To C: You have also “leaped” haven’t you? You have concluded that millions of human beings past and present, who say that they have experienced God’s presence in their daily lives are, in fact, presenting you with data that you can justifiably re-interpret into your “Big Picture” of reality. And, since you are unable to scientifically “test” most of this data, you are choosing to make a big leap of faith based on your “deep beliefs” about reality.

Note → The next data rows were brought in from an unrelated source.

/*
    family-playlist-export | Rust CLI tool to export family playlists with Qobuz links.
    Copyright (C) 2025  The family-playlist-export contributors

    This program is free software: you can redistribute it and/or modify
    it under the terms of the GNU Affero General Public License as published
    by the Free Software Foundation, either version 3 of the License, or
    (at your option) any later version.

    This program is distributed in the hope that it will be useful,
    but WITHOUT ANY WARRANTY; without even the implied warranty of
    MERCHANTABILITY or FITNESS FOR A PARTICULAR PURPOSE.  See the
    GNU Affero General Public License for more details.

    You should have received a copy of the GNU Affero General Public License
    along with this program.  If not, see <https://www.gnu.org/licenses/>.
*/

use crate::config::{Registry, SpotifyConfig};
use crate::export::{export_for_user, ExportError, PlaylistSource};
use crate::models::{ExportSummary, TrackRecord};
use crate::output::write_csv_file;
use async_trait::async_trait;
use log::info;
use std::path::Path;

/// Opens an authenticated session from a per-user token cache.
#[async_trait]
pub trait SessionFactory: Send + Sync {
    type Session: PlaylistSource;

    async fn create_session(&self, token_cache: &Path) -> Result<Self::Session, ExportError>;
}

/// Exports every user of the registry, one after the other, in registry order.
pub async fn export_all<F>(factory: &F, registry: &Registry) -> Result<Vec<TrackRecord>, ExportError>
where
    F: SessionFactory,
{
    let mut all_tracks = Vec::new();

    for user in registry.entries() {
        info!("Logging in for: {}", user.username);

        let session = factory.create_session(&user.token_cache).await?;
        let tracks = export_for_user(&session, &user.username).await?;
        all_tracks.extend(tracks);
    }

    Ok(all_tracks)
}

/// Runs a full export and writes the CSV to `output`.
///
/// Credentials are resolved through `lookup` before `connect` builds the
/// session factory, so a missing credential aborts before any login or API
/// call. The output file is only written once every user has been exported.
pub async fn run<L, C, F>(
    lookup: L,
    registry: &Registry,
    output: &Path,
    connect: C,
) -> Result<ExportSummary, ExportError>
where
    L: Fn(&str) -> Option<String>,
    C: FnOnce(SpotifyConfig) -> F,
    F: SessionFactory,
{
    let config = SpotifyConfig::from_lookup(lookup)?;

    info!(
        "Environment loaded. Client ID: {} (hidden), Redirect URI: {}",
        config.masked_client_id(),
        config.redirect_uri
    );

    let factory = connect(config);
    let records = export_all(&factory, registry).await?;

    write_csv_file(output, &records)?;
    info!("Wrote {} rows to {}", records.len(), output.display());

    Ok(ExportSummary {
        users: registry.len(),
        records: records.len(),
        output: output.to_path_buf(),
    })
}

Everybody “leaps” based on what they consider to be the most valid evidence when it comes to the most fundamental deep beliefs about reality. Sometimes the evidence is fairly good evidence—coherent, possible, maybe even probable—but, it is never rationally conclusive when it comes to the most basic working beliefs about the Master Story of reality. The deepest beliefs are always part of a working paradigm or master story that makes all other thinking and evaluating possible. We can test, doubt, struggle with, and re-test these fundamental beliefs, but they are never really based on the conclusive and indubitable reasoning we like to think they are. Thomas Kuhn illustrated this pretty vividly where basic scientific paradigms are concerned in his “Anatomy of a Scientific Revolution.” Since then, the issue of “Master Story” or “big paradigm” has become important in all testing of our reason and reasoning.

(Note: The conversation published here took place in the comments section of a blog post at Halfway to Normal.)